Contar más de treinta años, o ya cuarenta, y que irte bien en la vida sea permitirte un mísero piso de alquiler, minúsculo y oscuro, tétrico; un trabajo gracias al que, al menos, no pedir manutención a tus padres; no pasar afligido la vergüenza de no ganarte la vida. Eso es lo máximo a lo que aspiramos ahora mismo. No parece mucho pedir. Con casi cuarenta años, decía, señoras y señores, que ya empezamos a tener achaques, y todavía pasar el apuro, la ofensa, el bochorno monumental de levantar el teléfono para decir “mamá, me han despedido, otra vez”, de pelear en cada entrevista de trabajo como si fuera, más que una oportunidad de prosperar, un clavo ardiendo, un salvoconducto para dejar de compartir pisos ruines con extraños.

Nosotros, nacidos en los primeros años de la democracia, oh, educados para una España en la que sería fundamental dejar pasar antes de entrar, escribir sin faltas de ortografía, cumplir puntualmente con la ley, tratar respetuosamente al prójimo, no sé, pagar honradamente lo que se compra con dinero limpio, también los impuestos que se deben en un sistema de reparto avanzado, justo y que, garantizando la igualdad de oportunidades, nos haría más europeos, incluso, que los propios europeos.
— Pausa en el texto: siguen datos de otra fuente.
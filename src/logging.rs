//! Log setup for the binary.

use tracing_subscriber::{layer::SubscriberExt, util::SubscriberInitExt, EnvFilter};

/// Default filter when `RUST_LOG` is unset.
pub const DEFAULT_FILTER: &str = "firstview=info";

/// Installs a compact stderr logger filtered by `RUST_LOG`.
///
/// Stdout is left to the status messages the job prints.
pub fn init_cli_logger() {
    let filter =
        EnvFilter::try_from_default_env().unwrap_or_else(|_| EnvFilter::new(DEFAULT_FILTER));

    tracing_subscriber::registry()
        .with(filter)
        .with(
            tracing_subscriber::fmt::layer()
                .with_writer(std::io::stderr)
                .with_target(false)
                .with_thread_ids(false)
                .with_file(false)
                .with_line_number(false)
                .compact(),
        )
        .init();
}
// Board
pub const TILE_COUNT: i16 = 20;
pub const START_CELL: (i16, i16) = (10, 10);
pub const START_FOOD: (i16, i16) = (15, 15);

// Speed, in cells per second. Tick interval is 1000 / speed milliseconds.
pub const INITIAL_SPEED: u32 = 5;
pub const SPEED_INCREMENT: u32 = 2;
pub const SPEED_SCORE_INTERVAL: u64 = 100;
pub const MAX_SPEED: u32 = 20;
pub const COMBO_SPEED_BOOST: u32 = 3;

// Combo
pub const COMBO_TIME_WINDOW_SECS: u64 = 5;
pub const COMBO_SCORE_MULTIPLIER: u64 = 2;
pub const COMBO_MULTIPLIER_CAP: u64 = 1_000_000;
pub const FOOD_POINTS: u64 = 10;

// Food placement
pub const FOOD_PLACEMENT_ATTEMPTS: u32 = 500;

// Timers
pub const WALL_CLOCK_INTERVAL_MS: u64 = 1000;
pub const AUTOPLAY_INTERVAL_MS: u64 = 10;
pub const FRAME_POLL_MS: u64 = 16; // upper bound on input poll, ~60 FPS redraw

// Input
pub const DIRECTION_QUEUE_CAPACITY: usize = 8;

// Presentation
pub const EVENT_LOG_CAPACITY: usize = 10;
pub const HISTORY_CAPACITY: usize = 10;

// Files in the data directory
pub const CONFIG_FILE: &str = "config.json";
pub const HISTORY_FILE: &str = "history.json";
//! Embeds the commit hash and build date for `--version`.

use std::env;
use std::fs;
use std::path::Path;
use std::process::Command;

fn git_short_hash() -> Option<String> {
    let output = Command::new("git")
        .args(["rev-parse", "--short=7", "HEAD"])
        .output()
        .ok()?;
    if !output.status.success() {
        return None;
    }
    String::from_utf8(output.stdout)
        .ok()
        .map(|s| s.trim().to_string())
}

fn main() {
    // CI sets these explicitly; local builds ask git and the clock
    let commit = env::var("BUILD_COMMIT")
        .ok()
        .or_else(git_short_hash)
        .unwrap_or_else(|| "unknown".to_string());
    let date = env::var("BUILD_DATE")
        .unwrap_or_else(|_| chrono::Utc::now().format("%Y-%m-%d").to_string());

    let out_dir = env::var("OUT_DIR").expect("OUT_DIR is set by cargo");
    let contents = format!(
        "pub const BUILD_COMMIT: &str = {:?};\npub const BUILD_DATE: &str = {:?};\n",
        commit, date
    );
    fs::write(Path::new(&out_dir).join("build_info.rs"), contents)
        .expect("failed to write build_info.rs");

    println!("cargo:rerun-if-changed=.git/HEAD");
    println!("cargo:rerun-if-env-changed=BUILD_COMMIT");
    println!("cargo:rerun-if-env-changed=BUILD_DATE");
}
Pero en esta España inexplicable lo normal es que, si se alinean los astros y consigues un empleo, amigos y familiares te pregunten si te han hecho un contrato, si te han dado de alta en la seguridad social, si todo es legal. Y si la respuesta es afirmativa, oh, te lloverán las felicitaciones. ¡Madre mía, qué suerte ha tenido el niño, que está cotizando! (Efectivamente, con “el niño” se refieren al que va camino de cumplir cuarenta.)

Yo sí me sentía con suerte, oh, al menos en el amor: a veces, de improviso, que lo del dichoso pitch y el resto de palabros, la competitive differentiation, los manage marketing, communication plans, las content strategies y el project management, que todo, por suerte todo, había quedado zanjado hasta el día siguiente. Que si me apetecía verla en su casa. ¡Pues claro que me apetecía! Un torrente de sangre brava me cabalgaba el cuello adelantando el rato que pasaría con ella.